How Can I Best Use Email to Distribute Content?

From an Interview with marketing expert Brooke Morrill (bio at the end of the post).

January 18, 2024
4
min

What does it mean to email your customers all the time without actually emailing them?

This is great because writing out an email takes a lot of time; however, if you write an email that has awesome content and performs well, you can add it to an email flow, which a lot of your new customers can use. There are a lot of different email flows you can set up along the way. If you do something once, you can set it in a flow so that people keep getting emails from you. You only had to do it once. So, it is definitely a saving grace.

What are some of the good cases and scenarios for using an email flow, and what types of content can you include?

I definitely recommend all different types of email flows. If you are starting out, it might seem like a big process, and it definitely can be, but start out small. If you are selling something, start with your post-purchase email flow, where you can discuss payment. Whenever they are buying, they get that post-purchase confirmation. You might throw in some information later as it gets closer to being shipped. This is how to take care of it. Something that will trigger when the product is actually shipped. There are a lot of different things you can put in there; it just depends on what you are selling.

If you have a loyalty program, you can do that through email flows. You can send people emails on their birthday or if they have earned enough points to redeem for some kind of discount. There are so many different things that can be the reason why you want email flows. They can sit on the back burner, and it is like you are kind of cloning yourself. Your time is limited. So, why not? Your audience will keep getting emails. It reminds them of your company, and then they may continue to buy depending on whatever email you are sending them.  

How do you distinguish between the type of information to put in an email flow and information you would use only once?

We are usually looking for email flows that are pretty evergreen; emails they can get any time of the year, and it still makes sense. So, if it were specific to summer, holidays, or Christmas, we would definitely skip that one, even though it is probably great. We will just save that for the next year. We generally end up using more of our brand stories and foundational blogs that help people buy or understand our content. Wherever they are in their customer journey, we are saving that to add to a specific flow so then more people who subscribe later on can get it. That is generally the rule of thumb. We also make sure the ones that perform the best and are evergreen are the ones we keep sending. Anything that flops kind of gets the cutting block and does not make it.

How long are some of these email flows? Are they a matter of days, weeks, months, years? What kind of time ranges do you actually build with these?

It depends on the different email flows. I guess it depends on what someone is selling, but you would not have more than a couple of weeks at most. Our welcome flow lasts longer. Anytime someone subscribes to our email list, they will enter our welcome flow. So, we will send them a welcome email, and here is a discount. That email flow is so long because they can consistently get emails for a long time. I think that is built out anywhere from six to eight months. By doing this, we are staying top of mind for these people who are getting the emails, and for a lot longer, instead of relying on our one-off emails. It has definitely increased our revenue.

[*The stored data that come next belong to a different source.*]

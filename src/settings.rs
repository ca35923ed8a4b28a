use anyhow::{Context, Result};
use serde::{Deserialize, Serialize};
use std::{
    fs,
    path::PathBuf,
    sync::{RwLock, RwLockReadGuard, RwLockWriteGuard},
};

use crate::{ledger::DEFAULT_STORAGE_KEY, timer::DEFAULT_SESSION_SECS};

/// Knobs for the book catalog search.
#[derive(Debug, Clone, Serialize, Deserialize, PartialEq, Eq)]
#[serde(default)]
pub struct LookupSettings {
    pub lang_restrict: Option<String>,
    pub max_results: u32,
    pub min_query_chars: usize,
}

impl Default for LookupSettings {
    fn default() -> Self {
        Self {
            lang_restrict: Some("ru".into()),
            max_results: 5,
            min_query_chars: 2,
        }
    }
}

#[derive(Debug, Clone, Serialize, Deserialize, PartialEq, Eq)]
#[serde(default)]
pub struct UserSettings {
    /// Baseline a reset returns to.
    pub session_length_secs: u64,
    pub break_length_secs: u64,
    pub storage_key: String,
    pub lookup: LookupSettings,
}

impl Default for UserSettings {
    fn default() -> Self {
        Self {
            session_length_secs: DEFAULT_SESSION_SECS,
            break_length_secs: 5 * 60,
            storage_key: DEFAULT_STORAGE_KEY.into(),
            lookup: LookupSettings::default(),
        }
    }
}

pub struct SettingsStore {
    path: PathBuf,
    data: RwLock<UserSettings>,
}

impl SettingsStore {
    pub fn new(path: PathBuf) -> Result<Self> {
        let data = if path.exists() {
            let contents = fs::read_to_string(&path)
                .with_context(|| format!("Failed to read settings from {}", path.display()))?;
            serde_json::from_str(&contents).unwrap_or_default()
        } else {
            UserSettings::default()
        };

        Ok(Self {
            path,
            data: RwLock::new(data),
        })
    }

    pub fn snapshot(&self) -> UserSettings {
        self.read().clone()
    }

    pub fn session_length_secs(&self) -> u64 {
        self.read().session_length_secs
    }

    pub fn break_length_secs(&self) -> u64 {
        self.read().break_length_secs
    }

    pub fn storage_key(&self) -> String {
        self.read().storage_key.clone()
    }

    pub fn lookup(&self) -> LookupSettings {
        self.read().lookup.clone()
    }

    pub fn update(&self, settings: UserSettings) -> Result<()> {
        let mut guard = self.write();
        self.persist(&settings)?;
        *guard = settings;
        Ok(())
    }

    fn read(&self) -> RwLockReadGuard<'_, UserSettings> {
        match self.data.read() {
            Ok(guard) => guard,
            Err(poisoned) => poisoned.into_inner(),
        }
    }

    fn write(&self) -> RwLockWriteGuard<'_, UserSettings> {
        match self.data.write() {
            Ok(guard) => guard,
            Err(poisoned) => poisoned.into_inner(),
        }
    }

    fn persist(&self, data: &UserSettings) -> Result<()> {
        if let Some(parent) = self.path.parent() {
            fs::create_dir_all(parent)
                .with_context(|| format!("Failed to create {}", parent.display()))?;
        }
        let serialized = serde_json::to_string_pretty(data)?;
        fs::write(&self.path, serialized)
            .with_context(|| format!("Failed to write settings to {}", self.path.display()))
    }
}

#[cfg(test)]
mod tests {
    use super::*;
    use crate::store::test_support::temp_path;

    #[test]
    fn missing_file_gives_defaults() {
        let store = SettingsStore::new(temp_path("settings.json")).unwrap();
        assert_eq!(store.session_length_secs(), 1500);
        assert_eq!(store.break_length_secs(), 300);
        assert_eq!(store.storage_key(), "readingProgress");
        assert_eq!(store.lookup().max_results, 5);
    }

    #[test]
    fn partial_file_keeps_other_defaults() {
        let path = temp_path("settings.json");
        fs::create_dir_all(path.parent().unwrap()).unwrap();
        fs::write(&path, r#"{"break_length_secs": 600}"#).unwrap();

        let store = SettingsStore::new(path.clone()).unwrap();
        assert_eq!(store.break_length_secs(), 600);
        assert_eq!(store.session_length_secs(), 1500);
        let _ = fs::remove_dir_all(path.parent().unwrap());
    }

    #[test]
    fn update_round_trips_through_disk() {
        let path = temp_path("settings.json");
        let store = SettingsStore::new(path.clone()).unwrap();
        let mut settings = store.snapshot();
        settings.session_length_secs = 45 * 60;
        store.update(settings.clone()).unwrap();

        let reopened = SettingsStore::new(path.clone()).unwrap();
        assert_eq!(reopened.snapshot(), settings);
        let _ = fs::remove_dir_all(path.parent().unwrap());
    }
}
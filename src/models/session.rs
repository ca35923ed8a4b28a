use serde::{Deserialize, Serialize};

use super::book::{BookRecord, BookStatus};

/// What the user reports once a session is over.
#[derive(Debug, Clone, Serialize, Deserialize)]
#[serde(rename_all = "camelCase")]
pub struct SessionEntry {
    pub title: String,
    pub author: Option<String>,
    pub total_pages_hint: Option<u32>,
    pub reached_page: u32,
    #[serde(default)]
    pub note_text: String,
    #[serde(default)]
    pub status: BookStatus,
}

impl SessionEntry {
    pub fn new(title: impl Into<String>, reached_page: u32) -> Self {
        Self {
            title: title.into(),
            author: None,
            total_pages_hint: None,
            reached_page,
            note_text: String::new(),
            status: BookStatus::Reading,
        }
    }

    pub fn author(mut self, author: impl Into<String>) -> Self {
        self.author = Some(author.into());
        self
    }

    pub fn total_pages(mut self, total_pages: u32) -> Self {
        self.total_pages_hint = Some(total_pages);
        self
    }

    pub fn note(mut self, note_text: impl Into<String>) -> Self {
        self.note_text = note_text.into();
        self
    }

    pub fn status(mut self, status: BookStatus) -> Self {
        self.status = status;
        self
    }
}

#[derive(Debug, Clone, Serialize, Deserialize)]
#[serde(rename_all = "camelCase")]
pub struct SessionOutcome {
    pub book: BookRecord,
    /// `None` when the session created the record.
    pub pages_advanced: Option<u32>,
}

impl SessionOutcome {
    pub fn progress_message(&self) -> Option<String> {
        self.pages_advanced.map(|pages| {
            let suffix = if pages == 1 { "" } else { "s" };
            format!("You progressed by {pages} page{suffix}")
        })
    }

    pub fn finished_book(&self) -> bool {
        self.book.status == BookStatus::Finished && self.book.is_complete()
    }
}

/// Prefill data for a timer entered with a pre-selected title.
#[derive(Debug, Clone, Serialize, Deserialize, PartialEq, Eq)]
#[serde(rename_all = "camelCase")]
pub struct ReadingHint {
    pub title: String,
    pub author: String,
    pub current_page: u32,
    pub total_pages: u32,
}

impl ReadingHint {
    pub fn message(&self) -> String {
        format!(
            "You are currently on page {} of {}",
            self.current_page, self.total_pages
        )
    }
}

impl From<&BookRecord> for ReadingHint {
    fn from(book: &BookRecord) -> Self {
        Self {
            title: book.title.clone(),
            author: book.author.clone(),
            current_page: book.current_page,
            total_pages: book.total_pages,
        }
    }
}
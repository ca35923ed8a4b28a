use std::{sync::Arc, time::Duration};

use chrono::Utc;
use log::{debug, info};
use serde::Serialize;
use tokio::{
    sync::{broadcast, Mutex},
    task::JoinHandle,
    time::{self, MissedTickBehavior},
};
use tokio_util::sync::CancellationToken;

use crate::error::TimerError;

use super::{TimerEvent, TimerState};

const EVENT_CAPACITY: usize = 16;

#[derive(Debug, Serialize, Clone)]
#[serde(rename_all = "camelCase")]
pub struct TimerSnapshot {
    pub state: TimerState,
    pub display: String,
    pub button_label: &'static str,
    pub paused_ms: u64,
    pub progress_ratio: f64,
}

struct Ticker {
    handle: JoinHandle<()>,
    cancel: CancellationToken,
}

impl Drop for Ticker {
    fn drop(&mut self) {
        self.cancel.cancel();
        self.handle.abort();
    }
}

/// Clonable handle owning the timer state and its single tick task.
///
/// The tick task exists only while the phase is `running` or `break`; every
/// operation re-evaluates that and spawns or cancels it. Dropping the last
/// handle cancels the task.
#[derive(Clone)]
pub struct TimerController {
    state: Arc<Mutex<TimerState>>,
    ticker: Arc<Mutex<Option<Ticker>>>,
    events: broadcast::Sender<TimerEvent>,
    tick_interval: Duration,
    heartbeat_every_ticks: u32,
}

impl TimerController {
    pub fn new(default_length_secs: u64, debug_mode: bool) -> Self {
        let (events, _) = broadcast::channel(EVENT_CAPACITY);
        Self {
            state: Arc::new(Mutex::new(TimerState::new(default_length_secs))),
            ticker: Arc::new(Mutex::new(None)),
            events,
            tick_interval: Duration::from_secs(1),
            heartbeat_every_ticks: if debug_mode { 1 } else { 60 },
        }
    }

    pub fn subscribe(&self) -> broadcast::Receiver<TimerEvent> {
        self.events.subscribe()
    }

    pub async fn get_state(&self) -> TimerState {
        self.state.lock().await.clone()
    }

    pub async fn get_snapshot(&self) -> TimerSnapshot {
        let guard = self.state.lock().await;
        TimerSnapshot {
            display: guard.display(),
            button_label: guard.button_label(),
            paused_ms: guard.paused_ms(Utc::now()),
            progress_ratio: guard.progress_ratio(),
            state: guard.clone(),
        }
    }

    pub async fn configure(&self, length_secs: i64) -> Result<TimerState, TimerError> {
        self.apply(|state| state.configure(length_secs)).await
    }

    pub async fn configure_minutes(&self, minutes: f64) -> Result<TimerState, TimerError> {
        self.apply(|state| state.configure_minutes(minutes)).await
    }

    pub async fn start(&self) -> Result<TimerState, TimerError> {
        self.apply(|state| state.start(Utc::now())).await
    }

    /// Returns `false` when the phase has nothing to pause or resume.
    pub async fn toggle(&self) -> bool {
        let changed = self.state.lock().await.toggle(Utc::now());
        if changed {
            self.sync_ticker().await;
        }
        changed
    }

    pub async fn reset(&self) -> TimerState {
        self.state.lock().await.reset();
        self.cancel_ticker().await;
        self.get_state().await
    }

    pub async fn set_baseline(&self, length_secs: u64) -> TimerState {
        self.state.lock().await.set_baseline(length_secs);
        self.get_state().await
    }

    pub async fn request_break(&self, break_length_secs: i64) -> Result<TimerState, TimerError> {
        self.apply(|state| state.request_break(break_length_secs)).await
    }

    pub async fn skip_break(&self) -> Result<TimerState, TimerError> {
        let event = self.state.lock().await.skip_break(Utc::now())?;
        self.sync_ticker().await;
        info!("Break skipped; reading resumed");
        let _ = self.events.send(event);
        Ok(self.get_state().await)
    }

    pub async fn continue_reading(&self) -> Result<TimerState, TimerError> {
        self.apply(|state| state.continue_reading(Utc::now())).await
    }

    async fn apply<F>(&self, op: F) -> Result<TimerState, TimerError>
    where
        F: FnOnce(&mut TimerState) -> Result<(), TimerError>,
    {
        {
            let mut guard = self.state.lock().await;
            op(&mut guard)?;
        }
        self.sync_ticker().await;
        Ok(self.get_state().await)
    }

    async fn sync_ticker(&self) {
        let ticking = self.state.lock().await.is_ticking();
        if ticking {
            self.spawn_ticker().await;
        } else {
            self.cancel_ticker().await;
        }
    }

    async fn spawn_ticker(&self) {
        let mut ticker_guard = self.ticker.lock().await;
        // Dropping the previous ticker cancels it.
        ticker_guard.take();

        let state = self.state.clone();
        let events = self.events.clone();
        let tick_interval = self.tick_interval;
        let heartbeat_every = self.heartbeat_every_ticks.max(1);
        let cancel = CancellationToken::new();
        let token = cancel.clone();

        let handle = tokio::spawn(async move {
            let start = time::Instant::now() + tick_interval;
            let mut interval = time::interval_at(start, tick_interval);
            interval.set_missed_tick_behavior(MissedTickBehavior::Delay);
            let mut ticks: u32 = 0;
            loop {
                tokio::select! {
                    _ = token.cancelled() => break,
                    _ = interval.tick() => {}
                }

                let (event, still_ticking, display) = {
                    let mut guard = state.lock().await;
                    if token.is_cancelled() || !guard.is_ticking() {
                        break;
                    }
                    let event = guard.tick(Utc::now());
                    (event, guard.is_ticking(), guard.display())
                };

                ticks = ticks.wrapping_add(1);
                if ticks % heartbeat_every == 0 {
                    debug!("Timer heartbeat: {display}");
                }

                if let Some(event) = event {
                    match event {
                        TimerEvent::SessionFinished { paused_ms } => {
                            info!("Reading session finished ({paused_ms} ms paused)")
                        }
                        TimerEvent::BreakFinished => info!("Break finished; reading resumed"),
                    }
                    let _ = events.send(event);
                }

                if !still_ticking {
                    break;
                }
            }
        });

        *ticker_guard = Some(Ticker { handle, cancel });
    }

    async fn cancel_ticker(&self) {
        self.ticker.lock().await.take();
    }
}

How do you organize everything that you are doing from one-offs to flows and everything else?

I believe having a task management system is valuable. There is a lot out there that everyone uses. We track a lot of stuff, like our content and editorial calendar. Something specific that has helped is with messaging. If we have done a cell before, how do we need to write the same type of email but with our updated content? Eventually, I created this system of taking screenshots of the emails, putting them in folders in our Google Drive based on the email type, and then going back. It is really fascinating seeing the differences in how we have said things and then noticing that it really worked or that we did not even put something in there. Now, we have come so much further, and I think it has helped a lot. We have also been able to look back at these emails and say that was really awesome. We need to throw that in a flow. There are a lot of different processes, but staying organized is definitely a key in order to make everyone function properly.  

Have you experienced new team members benefiting from your organized documentation process?

Yes! I am sure a lot of people have experienced this going from two different companies and wondering what the new practices are. It can be hard finding examples. Sometimes, you are hired, and everyone else is too busy, so you have to rely on a lot of diffident hacks that you know yourself. That is one of the reasons I love the term tribal knowledge, and I tried to create a database for our tribal knowledge for myself and my team members. We do not have to think so hard, and we know what to do next. Let us rely on our own foundation of what has already been said. I definitely encourage that if anyone is looking for a system to get organized.